B. Section 5.03 of the Credit Agreement requires, as a condition to
the consummation of the Merger, that New ITGI execute and deliver this Agreement
evidencing the assumption by New ITGI of all of the Borrower's obligations under
the Loan Documents.
Now, therefore, in consideration of the premises, the parties hereto agree
as follows:
1. ASSUMPTION.
(a) New ITGI hereby fully, absolutely, unconditionally and
irrevocably accepts and assumes from the Borrower, all of the Borrower's rights,
obligations and liabilities under the Loan Documents.

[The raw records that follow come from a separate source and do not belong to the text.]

//! `tldrd`: starts the project daemon for the current (or given) project
//! root, or exits cleanly if one is already running for it.

use std::path::PathBuf;
use std::sync::Arc;

use tldr_core::features::workspace::WorkspaceConfig;
use tldr_daemon::{Daemon, SingleInstanceLock};

fn main() {
    tracing_subscriber::fmt::init();

    let project_root = std::env::args()
        .nth(1)
        .map(PathBuf::from)
        .unwrap_or_else(|| std::env::current_dir().expect("current directory should be readable"));

    let paths = tldr_daemon::ProjectPaths::new(project_root.clone());

    let lock = match SingleInstanceLock::try_acquire(&paths.lock_path()) {
        Ok(Some(lock)) => lock,
        Ok(None) => {
            println!("tldrd is already running for {}", project_root.display());
            std::process::exit(0);
        }
        Err(e) => {
            eprintln!("failed to acquire daemon lock: {e}");
            std::process::exit(1);
        }
    };

    let workspace_config = load_workspace_config(&project_root);
    let semantic_enabled = std::env::var("TLDR_SEMANTIC").map(|v| v == "1").unwrap_or(false);

    let daemon = match Daemon::new(project_root, workspace_config, semantic_enabled) {
        Ok(daemon) => Arc::new(daemon),
        Err(e) => {
            eprintln!("failed to initialize daemon: {e}");
            std::process::exit(1);
        }
    };

    if let Err(e) = tldr_daemon::server::run(daemon) {
        eprintln!("daemon exited with error: {e}");
        std::process::exit(1);
    }

    if let Err(e) = lock.release() {
        tracing::warn!(error = %e, "failed to release daemon lock cleanly");
    }
}

/// Points the workspace config at `.tldrignore` in the project root if
/// present; `WorkspaceFilter` parses it with real gitignore syntax. An
/// absent file just means no extra excludes beyond the built-in defaults,
/// never a startup failure.
fn load_workspace_config(project_root: &std::path::Path) -> WorkspaceConfig {
    let ignore_path = project_root.join(".tldrignore");
    WorkspaceConfig::new(Vec::new(), Vec::new()).with_tldrignore_path(ignore_path)
}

(b) New ITGI hereby agrees that (i) New ITGI shall be deemed the
Borrower for all purposes under the Loan Documents and all references to the
Borrower therein shall mean New ITGI, (ii) all references in the Security
Agreement to the Collateral shall mean the Collateral of New ITGI, and New ITGI
hereby grants, assigns and pledges to the Lender a first priority security
interest in and to all of New ITGI's right, title and interest in the
Collateral, whether now owned or existing or hereafter arising or acquired and
wherever located and (iii) New ITGI shall promptly execute and deliver or cause
to be executed and delivered, at its expense, all documents, certificates and
opinions as the Lender shall at any time request in connection with such
assumption by New ITGI of all of the obligations and liabilities of the
Borrower under the Credit Agreement, the Security Agreement and the other Loan
Documents, including, without limitation, the execution and delivery of UCC
financing statements.
2. REPRESENTATIONS AND WARRANTIES.
New ITGI hereby represents and warrants (i) that all
representations and warranties set forth in the Loan Documents made as of the
date hereof and applicable to New ITGI, are true, correct and complete in all
material respects except for changes expressly contemplated in such documents,
and for representations and warranties which are expressly or by necessary
implication limited to a state of facts existing at a time prior to the date
hereof, and (ii) that it is in compliance in all material respects with all
agreements, including, without limitation, all affirmative and negative
covenants, contained in the Loan Documents.
3. MISCELLANEOUS.
(a) The Loan Documents are in all respects ratified and confirmed
and shall remain in full force and effect, and New ITGI shall be fully liable
thereunder in the same manner as if it separately executed same.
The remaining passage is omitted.